The Effect of NADPS against MTX Transport–Resistant Cells

Impaired MTX accumulation, because of either decreased uptake or lack of retention because of poor polyglutamate formation, is the major factor limiting MTX effectiveness (Gorlick et al., 1996). However, in the clinic, an increase in MTX concentration is not an option to overcome resistance to MTX because of increased toxicity of MTX at high concentrations. NADPS by lowering DHFR levels would be predicted to be effective in tumors with intrinsic or acquired resistance to MTX. Therefore, we treated the CCRF-CEM /T cell line, resistant to classic antifolates, such MTX and D1694 (raltitrexed; Tomudex). because of impaired transport (Mini et al., 1985), and compared the results to the parent CCRF-CEM cells with NADPS. Trimetrexate (TMTX), a DHFR inhibitor, is lipid soluble and passively diffuses into cells and was used to demonstrate that both transport-resistant and sensitive cells would respond to TMTX treatment (Fig. 10, A and B). Both cell lines were also treated with either MTX or D1694, the latter an antifolate that targets thymidylate synthase primarily. Although the parent cells were sensitive to both of these classic antifolates (Fig. 10A), CCRF-CEM/T cells were extremely resistant to MTX (Fig. 10B) and D1694 (raltitrexed; Tomudex) (Fig. 10B), but not TMTX. CCRF-CEM/T cells were also sensitive to NADPS treatment, albeit 9-fold less sensitive, compared with the parental CCRF-CEM cells (Fig. 10. A and B).
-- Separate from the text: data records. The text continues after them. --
use std::io::BufRead;
use std::path::Path;
use std::str::FromStr;

use anyhow::Context;
use bioflat_core::utils::get_dynamic_reader;
use indexmap::IndexMap;
use indexmap::map::Values;
use log::{info, warn};

use crate::parser::parse_fasta_reader;
use crate::record::FastaRecord;

///
/// Sequences keyed by FASTA ID, in file order.
///
/// The store is built once and never mutated by the annotation or variant
/// decoders that read from it.
///
#[derive(Debug, Clone, Default, PartialEq)]
pub struct SequenceStore {
    records: IndexMap<String, FastaRecord>,
}

impl SequenceStore {
    pub fn new() -> Self {
        Self::default()
    }

    ///
    /// Build a store from parsed records. A repeated ID replaces the earlier
    /// record.
    ///
    pub fn from_records<I: IntoIterator<Item = FastaRecord>>(records: I) -> Self {
        let mut store = SequenceStore::new();
        for record in records {
            if let Some(previous) = store.records.insert(record.id.clone(), record) {
                warn!("Duplicate FASTA ID {}, keeping the last record", previous.id);
            }
        }
        store
    }

    pub fn from_reader<R: BufRead>(reader: R) -> bioflat_core::Result<Self> {
        Ok(SequenceStore::from_records(parse_fasta_reader(reader)?))
    }

    pub fn get(&self, id: &str) -> Option<&FastaRecord> {
        self.records.get(id)
    }

    pub fn sequence(&self, id: &str) -> Option<&str> {
        self.records.get(id).map(|r| r.sequence.as_str())
    }

    pub fn contains(&self, id: &str) -> bool {
        self.records.contains_key(id)
    }

    pub fn ids(&self) -> impl Iterator<Item = &str> {
        self.records.keys().map(String::as_str)
    }

    pub fn iter(&self) -> Values<'_, String, FastaRecord> {
        self.records.values()
    }

    pub fn len(&self) -> usize {
        self.records.len()
    }

    pub fn is_empty(&self) -> bool {
        self.records.is_empty()
    }
}

impl FromStr for SequenceStore {
    type Err = bioflat_core::ParseError;

    fn from_str(s: &str) -> Result<Self, Self::Err> {
        SequenceStore::from_reader(s.as_bytes())
    }
}

impl TryFrom<&Path> for SequenceStore {
    type Error = anyhow::Error;

    ///
    /// Create a new [SequenceStore] from a (possibly gzip'd) FASTA file.
    ///
    fn try_from(path: &Path) -> anyhow::Result<Self> {
        let reader = get_dynamic_reader(path)?;
        let store = SequenceStore::from_reader(reader)
            .with_context(|| format!("Failed to read FASTA file: {:?}", path))?;
        info!("Loaded {} sequences from {:?}", store.len(), path);
        Ok(store)
    }
}

impl<'a> IntoIterator for &'a SequenceStore {
    type Item = &'a FastaRecord;
    type IntoIter = Values<'a, String, FastaRecord>;

    fn into_iter(self) -> Self::IntoIter {
        self.records.values()
    }
}

#[cfg(test)]
mod tests {
    use super::*;

    use pretty_assertions::assert_eq;
    use rstest::*;

    #[fixture]
    fn store() -> SequenceStore {
        SequenceStore::from_str(">chrI\nACGTACGTAC\n>chrII some text\nGGGG\n").unwrap()
    }

    #[rstest]
    fn test_lookup_by_id(store: SequenceStore) {
        assert_eq!(store.len(), 2);
        assert_eq!(store.sequence("chrI"), Some("ACGTACGTAC"));
        assert_eq!(store.get("chrII").unwrap().description, "some text");
        assert!(store.sequence("chrIII").is_none());
    }

    #[rstest]
    fn test_ids_keep_file_order(store: SequenceStore) {
        let ids: Vec<&str> = store.ids().collect();
        assert_eq!(ids, vec!["chrI", "chrII"]);
    }

    #[rstest]
    fn test_duplicate_ids_last_wins() {
        let store = SequenceStore::from_str(">a\nAAAA\n>a\nCCCC\n").unwrap();
        assert_eq!(store.len(), 1);
        assert_eq!(store.sequence("a"), Some("CCCC"));
    }

    #[rstest]
    fn test_open_from_path() {
        let path = Path::new("../tests/data/fasta/yeast_fragment.fa");
        let store = SequenceStore::try_from(path).unwrap();
        assert_eq!(store.len(), 2);
        assert!(store.contains("chrI"));
    }
}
A moderate increase in resistance to TMTX and NADPS could be attributable to the slower growth rate of the CCRF-CEM/T cells than the parental CCRF-CEM cells.

Fig. 10.

Fig. 10.

NADPS is still effective in MTX transport–resistant cells. Parental CCRF-CEM (A) and CCRF- CEM /T cells, resistant to classic antifolates, such MTX and D1694 (raltitrexed; Tomudex) because of impaired transport (Mini et al., 1985) (B) were treated with MTX, D1694, and the lipophilic antifolate TMTX. The cells were grown in RPMI-1640 medium supplemented with 10% dialyzed FBS. After incubation with NADPS for 96 hours, cells were collected and viability was determined using Trypan blue exclusion assay with the Vi-CELL Series Cell Viability Analyzer. The percentage cell survival was determined by Softmax Pro software, and sigmoidal dose-response curve fit of the graphs drawn by GraphPad Prism 4 software was used to determine ED50 values. Although the concentrations of NADPS used in the experiment were micromolar, the antifolate concentrations were nanomolar.

Discussion

Modifying protein stability is a valid therapeutic target, as seen with the success of the proteasome inhibitors, such as bortezomib, which is currently used for the treatment of multiple myeloma and mantle cell lymphoma. However, there is not an approved drug that accelerates degradation of proteins important for cell proliferation. Geldanamycin and its analogs, such as 17-allylamino-17-demethoxygeldanamycin, inhibit the ATPase activity of heat shock protein Hsp90, leading to improper folding and activity of client proteins. Often, these misfolded proteins become the target of ubiquitin-dependent degradation (Miyata, 2005). However, degradation of these proteins by geldanamycin is not very selective and leads to hepatotoxicity (Latif et al., 2001). Recently, phase III trials with tanespimycin, a less toxic analog of geldanamycin for the treatment of multiple myeloma, were terminated because of lack of efficacy. In this study, we evaluated whether cofactor depletion, specifically NADPH, may also be an effective strategy to target cancer cells. NADPH pools are maintained in cells mainly through the hexose monophosphate pathway, reducing NADP to NADPH, the demand for NADPH in cancer cells is increased because of increased metabolic flux of nucleotide and fatty acid synthesis (Vander Heiden et al., 2009). In humans, the only enzyme that is capable of synthesizing NADP from NAD is NAD kinase; therefore, we initiated efforts to identify NAD(P)H analogs that may decrease the NADPH concentration in cells, rendering DHFR unstable and increasing its degradation.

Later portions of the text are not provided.